Тут вспоминаются слова самого Шукшина, сказанные им с большой искренностью: «Редко кому завидую, а завидую моим далеким предкам – их упорству, силе огромной… Я бы сегодня не знал, куда деваться с такой силищей. Представляю, с каким трудом проделали они этот путь – с Севера Руси, с Волги, с Дона на Алтай. Я только представляю, а они его прошли. И если бы не наша теперь осторожность насчет красивостей, я бы позволил себе сказать, что склоняюсь перед их памятью, благодарю их самым дорогим словом, какое только удалось сберечь у сердца: они обрели – себе и нам, и после нас – прекрасную родину. Красота ее, ясность ее поднебесная – редкая на земле. Нет, это, пожалуй, легко сказалось: красивого на земле много, вся земля красивая… Дело не в красоте, дело, наверное, в том, что дает родина – каждому из нас – в дорогу, если, положим, предстоит путь, обратный тому, какой в давние времена проделали наши предки, – с Алтая, вообще, что родина дает человеку на целую жизнь. Я сказал „ясность поднебесная“, но и поднебесная, и земная, распахнутая, – ясность пашни и ясность людей, которых люблю и помню. Когда я хочу представить, что же особенно прочно запомнил я из той жизни, которую прожил на родине в те свои годы, в какие память наша особенно цепкая, обладает способностью долго удерживать то, что ее поразило, то я должен выразиться громоздко и несколько неопределенно, хотя для меня это – точность и конкретность полная: я запомнил образ жизни русского крестьянства, нравственный уклад этой жизни, больше того, у меня с годами окрепло убеждение, что он, этот уклад прекрасен, начиная с языка, с жилья» (статья «Нравственность есть Правда»).
И дальше: «…я хочу быть правдивым перед собой до конца, поэтому повторяю: нигде больше не видел такой ясной, простой, законной целесообразности, как в жилище деда-крестьянина, таких естественных, правдивых, добрых в сущности, отношений между людьми там.
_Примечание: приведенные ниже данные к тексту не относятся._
use log::debug;

use super::geometry::{EdgeCurve, route_edge};
use super::highlight::{FocusConfig, Projection, ViewTransform, classify};
use super::layout::{Frame, LayoutConfig, layout};
use super::store::PositionStore;
use super::types::{GraphData, HighlightSet, PolicyGraph, Position};

pub const MIN_ZOOM: f64 = 0.1;
pub const MAX_ZOOM: f64 = 3.0;
/// Screen-space travel below which a press on a node counts as a click.
pub const CLICK_SLOP: f64 = 4.0;
/// Seconds the viewport takes to glide to a new focus.
pub const FOCUS_DURATION: f64 = 0.75;

fn ease_out_cubic(t: f64) -> f64 {
	1.0 - (1.0 - t).powi(3)
}

/// Per-node pointer interaction: `Idle → Dragging → Idle`.
#[derive(Clone, Debug, Default, PartialEq)]
pub enum DragState {
	#[default]
	Idle,
	Dragging {
		node: usize,
		/// Graph-space offset between the pointer and the node centre.
		grab_offset: (f64, f64),
		/// Screen point of the press.
		press: (f64, f64),
		/// Forced position while the pointer holds the node.
		pinned: Position,
		moved: bool,
	},
}

/// How a drag ended.
#[derive(Clone, Debug, PartialEq, Eq)]
pub enum DragEnd {
	/// Pointer never left the slop radius; carries the node id.
	Click(String),
	/// Node was moved and its position stored.
	Moved,
	/// No drag was in progress.
	None,
}

#[derive(Clone, Debug, Default)]
pub struct PanState {
	pub active: bool,
	pub start_x: f64,
	pub start_y: f64,
	pub transform_start_x: f64,
	pub transform_start_y: f64,
}

#[derive(Clone, Debug)]
struct FocusAnimation {
	from: ViewTransform,
	to: ViewTransform,
	elapsed: f64,
}

/// Everything the canvas draws, plus the interaction state machine.
pub struct KnowledgeGraphState<S: PositionStore> {
	graph: PolicyGraph,
	store: S,
	positions: Vec<Position>,
	curves: Vec<Option<EdgeCurve>>,
	highlight: HighlightSet,
	projection: Projection,
	focus: Option<FocusAnimation>,
	layout_config: LayoutConfig,
	focus_config: FocusConfig,
	pub transform: ViewTransform,
	pub drag: DragState,
	pub pan: PanState,
	pub width: f64,
	pub height: f64,
	pub flow_time: f64,
}

impl<S: PositionStore> KnowledgeGraphState<S> {
	pub fn new(data: &GraphData, store: S, width: f64, height: f64) -> Self {
		Self::with_config(
			data,
			store,
			width,
			height,
			LayoutConfig::default(),
			FocusConfig::default(),
		)
	}

	pub fn with_config(
		data: &GraphData,
		store: S,
		width: f64,
		height: f64,
		layout_config: LayoutConfig,
		focus_config: FocusConfig,
	) -> Self {
		let mut state = Self {
			graph: PolicyGraph::default(),
			store,
			positions: Vec::new(),
			curves: Vec::new(),
			highlight: HighlightSet::new(),
			projection: Projection {
				nodes: Vec::new(),
				edges: Vec::new(),
				focus: None,
			},
			focus: None,
			layout_config,
			focus_config,
			transform: ViewTransform::default(),
			drag: DragState::Idle,
			pan: PanState::default(),
			width,
			height,
			flow_time: 0.0,
		};
		state.set_graph(data);
		state
	}

	fn frame(&self) -> Frame {
		Frame::new(self.width, self.height)
	}

	/// Replaces the graph. Only nodes the store has never seen are laid out.
	pub fn set_graph(&mut self, data: &GraphData) {
		self.graph = PolicyGraph::new(data);
		self.drag = DragState::Idle;
		let frame = self.frame();
		let outcome = layout(&self.graph, &mut self.store, frame, &self.layout_config);
		if outcome.placed > 0 {
			debug!(
				"knowledge graph: placed {} of {} nodes in {} iterations",
				outcome.placed,
				self.graph.nodes().len(),
				outcome.iterations
			);
		}
		let center = frame.center();
		self.positions = self
			.graph
			.nodes()
			.iter()
			.map(|n| self.store.get(&n.id).unwrap_or(center))
			.collect();
		self.curves = (0..self.graph.edges().len())
			.map(|e| self.route(e))
			.collect();
		self.reproject();
	}

	/// Restyles against a new highlight set and starts gliding to its focus.
	/// An empty set leaves the viewport where it is.
	pub fn set_highlight(&mut self, highlight: &HighlightSet) {
		self.highlight = highlight.clone();
		self.reproject();
		if let Some(to) = self.projection.focus {
			self.focus = Some(FocusAnimation {
				from: self.transform,
				to,
				elapsed: 0.0,
			});
		}
	}

	fn reproject(&mut self) {
		self.projection = classify(
			&self.graph,
			&self.highlight,
			&self.store,
			self.frame(),
			&self.focus_config,
		);
	}

	fn route(&self, edge_idx: usize) -> Option<EdgeCurve> {
		let (src, tgt) = self.graph.endpoints(edge_idx);
		let nodes = self.graph.nodes();
		route_edge(
			self.positions[src],
			nodes[src].size(),
			self.positions[tgt],
			nodes[tgt].size(),
		)
	}

	pub fn graph(&self) -> &PolicyGraph {
		&self.graph
	}

	pub fn projection(&self) -> &Projection {
		&self.projection
	}

	pub fn position(&self, idx: usize) -> Position {
		self.positions[idx]
	}

	pub fn curve(&self, edge_idx: usize) -> Option<&EdgeCurve> {
		self.curves.get(edge_idx).and_then(Option::as_ref)
	}

	pub fn screen_to_graph(&self, sx: f64, sy: f64) -> (f64, f64) {
		(
			(sx - self.transform.x) / self.transform.k,
			(sy - self.transform.y) / self.transform.k,
		)
	}

	/// Topmost node whose box contains the screen point.
	pub fn node_at_position(&self, sx: f64, sy: f64) -> Option<usize> {
		let (gx, gy) = self.screen_to_graph(sx, sy);
		self.graph
			.nodes()
			.iter()
			.enumerate()
			.rev()
			.find(|(i, node)| {
				let p = self.positions[*i];
				let (w, h) = node.size();
				(gx - p.x).abs() <= w / 2.0 && (gy - p.y).abs() <= h / 2.0
			})
			.map(|(i, _)| i)
	}

	pub fn begin_drag(&mut self, node: usize, sx: f64, sy: f64) {
		let (gx, gy) = self.screen_to_graph(sx, sy);
		let p = self.positions[node];
		self.focus = None;
		self.drag = DragState::Dragging {
			node,
			grab_offset: (gx - p.x, gy - p.y),
			press: (sx, sy),
			pinned: p,
			moved: false,
		};
	}

	/// Moves the held node under the pointer, storing the position live and
	/// re-routing only the edges that touch it.
	pub fn drag_to(&mut self, sx: f64, sy: f64) {
		let (gx, gy) = self.screen_to_graph(sx, sy);
		let DragState::Dragging {
			node,
			grab_offset,
			press,
			ref mut pinned,
			ref mut moved,
		} = self.drag
		else {
			return;
		};
		if !*moved && ((sx - press.0).powi(2) + (sy - press.1).powi(2)).sqrt() < CLICK_SLOP {
			return;
		}
		*moved = true;
		let p = Position::new(gx - grab_offset.0, gy - grab_offset.1);
		*pinned = p;
		self.move_node(node, p);
	}

	fn move_node(&mut self, node: usize, p: Position) {
		self.positions[node] = p;
		let id = self.graph.nodes()[node].id.clone();
		self.store.set(&id, p);
		for i in 0..self.graph.incident_edges(node).len() {
			let e = self.graph.incident_edges(node)[i];
			self.curves[e] = self.route(e);
		}
	}

	/// Releases the held node. The pin is dropped and no simulation resumes.
	pub fn end_drag(&mut self) -> DragEnd {
		match std::mem::take(&mut self.drag) {
			DragState::Idle => DragEnd::None,
			DragState::Dragging { node, moved, pinned, .. } => {
				if moved {
					self.move_node(node, pinned);
					DragEnd::Moved
				} else {
					DragEnd::Click(self.graph.nodes()[node].id.clone())
				}
			}
		}
	}

	pub fn begin_pan(&mut self, sx: f64, sy: f64) {
		self.focus = None;
		self.pan = PanState {
			active: true,
			start_x: sx,
			start_y: sy,
			transform_start_x: self.transform.x,
			transform_start_y: self.transform.y,
		};
	}

	pub fn pan_to(&mut self, sx: f64, sy: f64) {
		if self.pan.active {
			self.transform.x = self.pan.transform_start_x + (sx - self.pan.start_x);
			self.transform.y = self.pan.transform_start_y + (sy - self.pan.start_y);
		}
	}

	pub fn end_pan(&mut self) {
		self.pan.active = false;
	}

	/// Zooms about the screen point, keeping it fixed.
	pub fn zoom_at(&mut self, sx: f64, sy: f64, factor: f64) {
		self.focus = None;
		let new_k = (self.transform.k * factor).clamp(MIN_ZOOM, MAX_ZOOM);
		let ratio = new_k / self.transform.k;
		self.transform.x = sx - (sx - self.transform.x) * ratio;
		self.transform.y = sy - (sy - self.transform.y) * ratio;
		self.transform.k = new_k;
	}

	/// New surface size. Nodes stay where they are.
	pub fn resize(&mut self, width: f64, height: f64) {
		self.width = width;
		self.height = height;
	}

	pub fn tick(&mut self, dt: f64) {
		self.flow_time += dt;
		if let Some(anim) = &mut self.focus {
			anim.elapsed = (anim.elapsed + dt).min(FOCUS_DURATION);
			let t = ease_out_cubic(anim.elapsed / FOCUS_DURATION);
			self.transform = anim.from.lerp(&anim.to, t);
			if anim.elapsed >= FOCUS_DURATION {
				self.transform = anim.to;
				self.focus = None;
			}
		}
	}
}

#[cfg(test)]
mod tests {
	use super::*;
	use crate::components::knowledge_graph::highlight::EdgeState;
	use crate::components::knowledge_graph::store::MemoryPositionStore;
	use crate::components::knowledge_graph::types::{NodeKind, PolicyEdge, PolicyNode};

	fn data() -> GraphData {
		GraphData {
			nodes: vec![
				PolicyNode::new("privacy", "Privacy", NodeKind::Policy),
				PolicyNode::new("pii", "PII Detection", NodeKind::Subcategory),
				PolicyNode::new("gdpr", "GDPR Compliance", NodeKind::Subcategory),
			],
			edges: vec![
				PolicyEdge::new("e1", "privacy", "pii"),
				PolicyEdge::new("e2", "privacy", "ghost"),
				PolicyEdge::new("e3", "privacy", "gdpr"),
			],
		}
	}

	fn state() -> KnowledgeGraphState<MemoryPositionStore> {
		KnowledgeGraphState::new(&data(), MemoryPositionStore::default(), 800.0, 600.0)
	}

	fn set(ids: &[&str]) -> HighlightSet {
		ids.iter().map(|s| s.to_string()).collect()
	}

	#[test]
	fn dragging_stores_exact_position_and_survives_relayout() {
		let mut s = state();
		s.transform = ViewTransform::default();
		let pii = s.graph().node_index("pii").unwrap();
		let start = s.position(pii);

		s.begin_drag(pii, start.x, start.y);
		s.drag_to(300.0, 300.0);
		assert_eq!(s.store.get("pii"), Some(Position::new(300.0, 300.0)));
		assert_eq!(s.end_drag(), DragEnd::Moved);
		assert_eq!(s.drag, DragState::Idle);
		assert_eq!(s.store.get("pii"), Some(Position::new(300.0, 300.0)));

		s.set_graph(&data());
		assert_eq!(s.position(pii), Position::new(300.0, 300.0));
	}

	#[test]
	fn drag_reroutes_only_incident_edges() {
		let mut s = state();
		s.transform = ViewTransform::default();
		let pii = s.graph().node_index("pii").unwrap();
		let before: Vec<_> = (0..s.graph().edges().len()).map(|e| s.curve(e).copied()).collect();
		let p = s.position(pii);
		s.begin_drag(pii, p.x, p.y);
		s.drag_to(p.x + 200.0, p.y + 200.0);
		// e1 touches pii, e3 does not
		assert_ne!(s.curve(0).copied(), before[0]);
		assert_eq!(s.curve(1).copied(), before[1]);
	}

	#[test]
	fn press_without_travel_is_a_click() {
		let mut s = state();
		let gdpr = s.graph().node_index("gdpr").unwrap();
		let p = s.position(gdpr);
		let (sx, sy) = (p.x * s.transform.k + s.transform.x, p.y * s.transform.k + s.transform.y);
		assert_eq!(s.node_at_position(sx, sy), Some(gdpr));
		s.begin_drag(gdpr, sx, sy);
		s.drag_to(sx + 1.0, sy);
		assert_eq!(s.end_drag(), DragEnd::Click("gdpr".into()));
		assert_eq!(s.position(gdpr), p);
	}

	#[test]
	fn remount_reuses_stored_layout() {
		let first = state();
		let mut store = MemoryPositionStore::default();
		for n in first.graph().nodes() {
			store.set(&n.id, first.store.get(&n.id).unwrap());
		}
		let second = KnowledgeGraphState::new(&data(), store, 1024.0, 768.0);
		for i in 0..3 {
			assert_eq!(first.position(i), second.position(i));
		}
	}

	#[test]
	fn highlight_glides_to_focus_and_empty_set_keeps_view() {
		let mut s = state();
		s.set_highlight(&set(&["privacy", "pii"]));
		assert_eq!(s.projection().edges[0].state, EdgeState::Active);
		let target = s.projection().focus.unwrap();
		assert!(s.focus.is_some());
		s.tick(FOCUS_DURATION);
		assert_eq!(s.transform, target);
		assert!(s.focus.is_none());

		s.set_highlight(&HighlightSet::new());
		s.tick(0.1);
		assert_eq!(s.transform, target);
	}

	#[test]
	fn resize_moves_nothing() {
		let mut s = state();
		let before: Vec<_> = (0..3).map(|i| s.position(i)).collect();
		s.resize(200.0, 100.0);
		let after: Vec<_> = (0..3).map(|i| s.position(i)).collect();
		assert_eq!(before, after);
		assert_eq!((s.width, s.height), (200.0, 100.0));
	}

	#[test]
	fn zoom_is_clamped() {
		let mut s = state();
		for _ in 0..50 {
			s.zoom_at(10.0, 10.0, 1.1);
		}
		assert_eq!(s.transform.k, MAX_ZOOM);
		for _ in 0..100 {
			s.zoom_at(10.0, 10.0, 0.9);
		}
		assert_eq!(s.transform.k, MIN_ZOOM);
	}
}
Я помню, что там говорили правильным, свободным, правдивым языком, очень много работали… Собственно вокруг работы и вращалась вся жизнь. Она начиналась рано утром и затихала поздно вечером, но она как-то не угнетала людей, не озлобляла – с ней засыпали, к ней просыпались. Никто не хвастался сделанным, не оскорбляли за промахи, но – учили… думаю, что отсюда, от такого устройства и самочувствия в мире, – очень близко к самым высоким понятиям о чести, достоинстве и прочим мерилам нравственного роста человека: неужели в том только и беда, что слов этих „честь“, „достоинство“ там не знали? Но там знали все, чем жив и крепок человек и чем он – нищий: ложь есть ложь, корысть есть корысть, праздность и суесловие».
Эти сердечные откровения вызваны необходимостью ответить многочисленным критикам фильма «Печки-лавочки». Фильм не поняли именно те, кому он был в первую очередь адресован – земляки Шукшина. Мало того, что его критиковали в алтайских газетах, в центральной печати появились письма возмущенных зрителей, прямо-таки обиженных фильмом: автора упрекали в том, что он оторвался от жизни, не видит в ней крупных перемен к лучшему, не понимает, на каких людях фокусируется сегодня общее внимание. А больше всего ударила анонимка: «Не бери пример с себя, не позорь свою землю и нас». Своим критикам Шукшин попытался ответить через журнал «Смена». Он писал о своем деревенском воспитании, о сумме «унаследованных представлений о жизни, о способе жить» – их то он и хотел обнаружить в Иване и Нюре, героях «Печек-лавочек». Конечно, это совсем не идеальные люди, но в них несомненно развито чувство правды и справедливости – вот что важно в первую очередь. И если кинематографу действительно нужен герой, позволяющий видеть крупное в малом, высокое в обыденном, почему же зритель оказался так не восприимчив?
Решив сыграть в своей картине главную роль, Шукшин как бы вознамерился подчеркнуть достоверность своего Ивана, облегчить зрителю, которому предстоит разобраться в сущности героя, сам процесс узнавания близкого хорошего человека. Правда, курьезного много было в фильме. Шукшин, которого зритель знал до тех пор, как актера чрезвычайно естественного и при том сдержанного, тут, можно сказать, «распоясался», проявил склонность весьма острой, экспрессивной игре – и стал этим неприятен, больше того, оскорбителен для части зрителей. Они-то шли «на Шукшина», которого хорошо знали по прежним ролям, сыгранным у других режиссеров – свойского, родного до последней черточки, а попали «на Ивана-дурака». И не приняли его. Для них неожидан был «такой Шукшин», и это красноречиво говорило о том, что Шукшина-то они, в сущности, и не знали, рассказов его не читали и судили о нем преимущественно по тем, прежним ролям.